[Stored data entries]
use std::sync::Arc;

use botarchive_types::Record;

use crate::error::{StoreError, StoreResult};
use crate::traits::KvStore;

/// The records of one collection together with the raw bytes they came from.
///
/// The raw bytes are the compare-and-swap expectation for a later
/// [`BlobStore::store_if_unchanged`]; `raw == None` means the key was absent.
#[derive(Clone, Debug, Default)]
pub struct Snapshot {
    pub records: Vec<Record>,
    raw: Option<Vec<u8>>,
    recovered: bool,
}

impl Snapshot {
    /// Returns `true` if the key held a value that was not a JSON array.
    pub fn was_recovered(&self) -> bool {
        self.recovered
    }
}

/// Adapter storing one collection per key as a JSON array.
///
/// Reads never fail on content: an absent key, invalid JSON, or a non-array
/// value reads as the empty sequence, and array elements that are not
/// records are skipped while the rest are kept. Only backend failures
/// surface as errors.
#[derive(Clone)]
pub struct BlobStore {
    kv: Arc<dyn KvStore>,
}

impl BlobStore {
    pub fn new(kv: Arc<dyn KvStore>) -> Self {
        Self { kv }
    }

    /// Decode a stored blob element by element, or `None` if it is not a
    /// JSON array. Elements that are not records are dropped with a warning.
    pub fn decode(key: &str, raw: &[u8]) -> Option<Vec<Record>> {
        let value: serde_json::Value = serde_json::from_slice(raw).ok()?;
        let serde_json::Value::Array(items) = value else {
            return None;
        };
        let records = items
            .into_iter()
            .enumerate()
            .filter_map(|(index, item)| match serde_json::from_value::<Record>(item) {
                Ok(record) => Some(record),
                Err(e) => {
                    tracing::warn!(key, index, error = %e, "skipping stored element that is not a record");
                    None
                }
            })
            .collect();
        Some(records)
    }

    pub fn encode(records: &[Record]) -> StoreResult<Vec<u8>> {
        serde_json::to_vec(records).map_err(|e| StoreError::Serialization(e.to_string()))
    }

    /// Read the collection under `key`.
    pub async fn load(&self, key: &str) -> StoreResult<Vec<Record>> {
        Ok(self.snapshot(key).await?.records)
    }

    /// Read the collection under `key`, keeping the raw bytes for a later
    /// conditional write.
    pub async fn snapshot(&self, key: &str) -> StoreResult<Snapshot> {
        let raw = self.kv.get(key).await?;
        let decoded = raw.as_deref().map(|bytes| Self::decode(key, bytes));
        let recovered = matches!(decoded, Some(None));
        if recovered {
            tracing::warn!(key, "stored collection is malformed, reading as empty");
        }
        let records = decoded.flatten().unwrap_or_default();
        Ok(Snapshot {
            records,
            raw,
            recovered,
        })
    }

    /// Persist `records` under `key`, replacing whatever was there.
    pub async fn store(&self, key: &str, records: &[Record]) -> StoreResult<()> {
        let bytes = Self::encode(records)?;
        self.kv.set(key, &bytes).await
    }

    /// Persist `records` only if the key still holds what `snapshot` read.
    ///
    /// Returns `false` when another writer got there first.
    pub async fn store_if_unchanged(
        &self,
        key: &str,
        snapshot: &Snapshot,
        records: &[Record],
    ) -> StoreResult<bool> {
        let bytes = Self::encode(records)?;
        self.kv
            .compare_and_swap(key, snapshot.raw.as_deref(), Some(&bytes))
            .await
    }

    /// Delete the stored value entirely.
    pub async fn clear(&self, key: &str) -> StoreResult<()> {
        let existed = self.kv.delete(key).await?;
        tracing::debug!(key, existed, "cleared collection");
        Ok(())
    }
}

impl std::fmt::Debug for BlobStore {
    fn fmt(&self, f: &mut std::fmt::Formatter<'_>) -> std::fmt::Result {
        f.debug_struct("BlobStore").finish_non_exhaustive()
    }
}

#[cfg(test)]
mod tests {
    use super::*;
    use crate::memory::InMemoryKvStore;
    use botarchive_types::{RecordDraft, RecordId};

    fn adapter() -> (Arc<InMemoryKvStore>, BlobStore) {
        let kv = Arc::new(InMemoryKvStore::new());
        let blob = BlobStore::new(kv.clone());
        (kv, blob)
    }

    fn record(id: i64, name: &str) -> Record {
        RecordDraft::named(name).into_record(RecordId::Number(id))
    }

    #[tokio::test]
    async fn absent_key_reads_empty() {
        let (_kv, blob) = adapter();
        assert!(blob.load("missing").await.unwrap().is_empty());
    }

    #[tokio::test]
    async fn store_then_load() {
        let (_kv, blob) = adapter();
        let records = vec![record(1, "A"), record(2, "B")];
        blob.store("bots", &records).await.unwrap();
        assert_eq!(blob.load("bots").await.unwrap(), records);
    }

    #[tokio::test]
    async fn malformed_values_read_empty() {
        let (kv, blob) = adapter();
        for raw in [&b"not json"[..], b"{\"a\":1}", b"42"] {
            kv.set("bots", raw).await.unwrap();
            let snap = blob.snapshot("bots").await.unwrap();
            assert!(snap.records.is_empty());
            assert!(snap.was_recovered());
        }
    }

    #[tokio::test]
    async fn undecodable_elements_are_skipped_not_fatal() {
        let (kv, blob) = adapter();
        kv.set(
            "bots",
            br#"[{"id":1,"name":"Good","category":"Music"},{"id":2,"name":"Legacy","category":"Autre"},{"name":"NoId"},{"id":"b","name":"Also good"}]"#,
        )
        .await
        .unwrap();
        let snap = blob.snapshot("bots").await.unwrap();
        assert!(!snap.was_recovered());
        let names: Vec<&str> = snap.records.iter().map(|r| r.name.as_str()).collect();
        assert_eq!(names, vec!["Good", "Also good"]);
    }

    #[tokio::test]
    async fn empty_array_is_not_recovered() {
        let (kv, blob) = adapter();
        kv.set("bots", b"[]").await.unwrap();
        let snap = blob.snapshot("bots").await.unwrap();
        assert!(snap.records.is_empty());
        assert!(!snap.was_recovered());
    }

    #[tokio::test]
    async fn conditional_store_detects_interleaved_writer() {
        let (_kv, blob) = adapter();
        let snap = blob.snapshot("bots").await.unwrap();

        // Another writer lands first.
        blob.store("bots", &[record(1, "A")]).await.unwrap();

        let ok = blob
            .store_if_unchanged("bots", &snap, &[record(2, "B")])
            .await
            .unwrap();
        assert!(!ok);
        assert_eq!(blob.load("bots").await.unwrap(), vec![record(1, "A")]);
    }

    #[tokio::test]
    async fn conditional_store_overwrites_corrupt_value() {
        let (kv, blob) = adapter();
        kv.set("bots", b"garbage").await.unwrap();
        let snap = blob.snapshot("bots").await.unwrap();
        assert!(blob
            .store_if_unchanged("bots", &snap, &[record(1, "A")])
            .await
            .unwrap());
        assert_eq!(blob.load("bots").await.unwrap().len(), 1);
    }

    #[tokio::test]
    async fn clear_removes_key() {
        let (kv, blob) = adapter();
        blob.store("bots", &[record(1, "A")]).await.unwrap();
        blob.clear("bots").await.unwrap();
        assert!(kv.get("bots").await.unwrap().is_none());
        assert!(blob.load("bots").await.unwrap().is_empty());
        // Clearing again is fine.
        blob.clear("bots").await.unwrap();
    }
}
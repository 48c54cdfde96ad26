use thiserror::Error;

/// Errors produced by type operations.
#[derive(Debug, Error, PartialEq, Eq)]
pub enum TypeError {
    #[error("unknown category: {0}")]
    UnknownCategory(String),

    #[error("record name must not be empty")]
    EmptyName,
}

■ Task details
Count lines, not occurrences. State how many lines of the entries contain the word "RecordId", and add nothing.

■ Answer to this problem
2